YOUR OBJECTIVE: What follows are records. Restate all of them word for word.

Saved entries:

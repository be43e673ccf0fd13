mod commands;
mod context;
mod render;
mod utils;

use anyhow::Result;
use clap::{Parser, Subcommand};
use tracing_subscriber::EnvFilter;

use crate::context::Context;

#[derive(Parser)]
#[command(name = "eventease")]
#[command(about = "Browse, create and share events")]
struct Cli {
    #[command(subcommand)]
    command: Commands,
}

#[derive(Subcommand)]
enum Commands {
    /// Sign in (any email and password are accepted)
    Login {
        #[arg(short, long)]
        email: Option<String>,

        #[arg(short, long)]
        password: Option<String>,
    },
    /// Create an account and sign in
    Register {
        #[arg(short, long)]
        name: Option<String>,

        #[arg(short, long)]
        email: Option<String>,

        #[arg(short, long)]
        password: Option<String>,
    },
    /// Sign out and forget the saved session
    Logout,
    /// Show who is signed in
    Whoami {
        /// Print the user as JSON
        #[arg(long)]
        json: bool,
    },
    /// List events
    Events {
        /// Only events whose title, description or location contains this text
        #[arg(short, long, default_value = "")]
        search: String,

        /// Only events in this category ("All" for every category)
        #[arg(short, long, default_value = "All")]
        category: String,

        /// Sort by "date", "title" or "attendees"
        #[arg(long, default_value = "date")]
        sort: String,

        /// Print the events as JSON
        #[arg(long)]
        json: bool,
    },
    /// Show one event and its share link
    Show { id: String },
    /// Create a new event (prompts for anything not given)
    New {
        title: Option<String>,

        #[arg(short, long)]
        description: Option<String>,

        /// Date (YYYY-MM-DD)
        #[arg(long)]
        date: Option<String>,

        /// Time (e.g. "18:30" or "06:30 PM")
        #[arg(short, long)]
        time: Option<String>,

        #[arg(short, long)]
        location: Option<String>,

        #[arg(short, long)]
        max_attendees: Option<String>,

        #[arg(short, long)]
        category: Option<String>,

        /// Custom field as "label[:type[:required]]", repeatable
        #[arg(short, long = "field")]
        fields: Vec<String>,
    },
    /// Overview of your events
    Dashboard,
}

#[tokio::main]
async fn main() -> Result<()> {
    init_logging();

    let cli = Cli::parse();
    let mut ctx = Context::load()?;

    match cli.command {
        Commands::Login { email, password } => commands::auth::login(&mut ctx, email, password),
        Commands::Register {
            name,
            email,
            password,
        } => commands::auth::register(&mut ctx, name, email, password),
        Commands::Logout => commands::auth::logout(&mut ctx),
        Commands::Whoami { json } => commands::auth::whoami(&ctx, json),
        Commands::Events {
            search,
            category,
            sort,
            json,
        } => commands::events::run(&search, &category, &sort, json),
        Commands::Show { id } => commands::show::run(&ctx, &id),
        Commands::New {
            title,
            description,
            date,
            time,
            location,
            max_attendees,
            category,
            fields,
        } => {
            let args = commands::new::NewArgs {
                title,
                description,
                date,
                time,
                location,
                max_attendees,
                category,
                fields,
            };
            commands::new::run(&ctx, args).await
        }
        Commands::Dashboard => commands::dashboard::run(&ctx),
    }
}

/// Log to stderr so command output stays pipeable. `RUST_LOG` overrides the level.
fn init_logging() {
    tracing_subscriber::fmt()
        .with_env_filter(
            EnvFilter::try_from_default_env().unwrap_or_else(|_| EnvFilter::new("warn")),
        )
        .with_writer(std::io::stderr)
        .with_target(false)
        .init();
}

TASK SOLUTION:
repository be43e673ccf0fd13
mod commands;
mod context;
mod render;
mod utils;

use anyhow::Result;
use clap::{Parser, Subcommand};
use tracing_subscriber::EnvFilter;

use crate::context::Context;

#[derive(Parser)]
#[command(name = "eventease")]
#[command(about = "Browse, create and share events")]
struct Cli {
    #[command(subcommand)]
    command: Commands,
}

#[derive(Subcommand)]
enum Commands {
    /// Sign in (any email and password are accepted)
    Login {
        #[arg(short, long)]
        email: Option<String>,

        #[arg(short, long)]
        password: Option<String>,
    },
    /// Create an account and sign in
    Register {
        #[arg(short, long)]
        name: Option<String>,

        #[arg(short, long)]
        email: Option<String>,

        #[arg(short, long)]
        password: Option<String>,
    },
    /// Sign out and forget the saved session
    Logout,
    /// Show who is signed in
    Whoami {
        /// Print the user as JSON
        #[arg(long)]
        json: bool,
    },
    /// List events
    Events {
        /// Only events whose title, description or location contains this text
        #[arg(short, long, default_value = "")]
        search: String,

        /// Only events in this category ("All" for every category)
        #[arg(short, long, default_value = "All")]
        category: String,

        /// Sort by "date", "title" or "attendees"
        #[arg(long, default_value = "date")]
        sort: String,

        /// Print the events as JSON
        #[arg(long)]
        json: bool,
    },
    /// Show one event and its share link
    Show { id: String },
    /// Create a new event (prompts for anything not given)
    New {
        title: Option<String>,

        #[arg(short, long)]
        description: Option<String>,

        /// Date (YYYY-MM-DD)
        #[arg(long)]
        date: Option<String>,

        /// Time (e.g. "18:30" or "06:30 PM")
        #[arg(short, long)]
        time: Option<String>,

        #[arg(short, long)]
        location: Option<String>,

        #[arg(short, long)]
        max_attendees: Option<String>,

        #[arg(short, long)]
        category: Option<String>,

        /// Custom field as "label[:type[:required]]", repeatable
        #[arg(short, long = "field")]
        fields: Vec<String>,
    },
    /// Overview of your events
    Dashboard,
}

#[tokio::main]
async fn main() -> Result<()> {
    init_logging();

    let cli = Cli::parse();
    let mut ctx = Context::load()?;

    match cli.command {
        Commands::Login { email, password } => commands::auth::login(&mut ctx, email, password),
        Commands::Register {
            name,
            email,
            password,
        } => commands::auth::register(&mut ctx, name, email, password),
        Commands::Logout => commands::auth::logout(&mut ctx),
        Commands::Whoami { json } => commands::auth::whoami(&ctx, json),
        Commands::Events {
            search,
            category,
            sort,
            json,
        } => commands::events::run(&search, &category, &sort, json),
        Commands::Show { id } => commands::show::run(&ctx, &id),
        Commands::New {
            title,
            description,
            date,
            time,
            location,
            max_attendees,
            category,
            fields,
        } => {
            let args = commands::new::NewArgs {
                title,
                description,
                date,
                time,
                location,
                max_attendees,
                category,
                fields,
            };
            commands::new::run(&ctx, args).await
        }
        Commands::Dashboard => commands::dashboard::run(&ctx),
    }
}

/// Log to stderr so command output stays pipeable. `RUST_LOG` overrides the level.
fn init_logging() {
    tracing_subscriber::fmt()
        .with_env_filter(
            EnvFilter::try_from_default_env().unwrap_or_else(|_| EnvFilter::new("warn")),
        )
        .with_writer(std::io::stderr)
        .with_target(false)
        .init();
}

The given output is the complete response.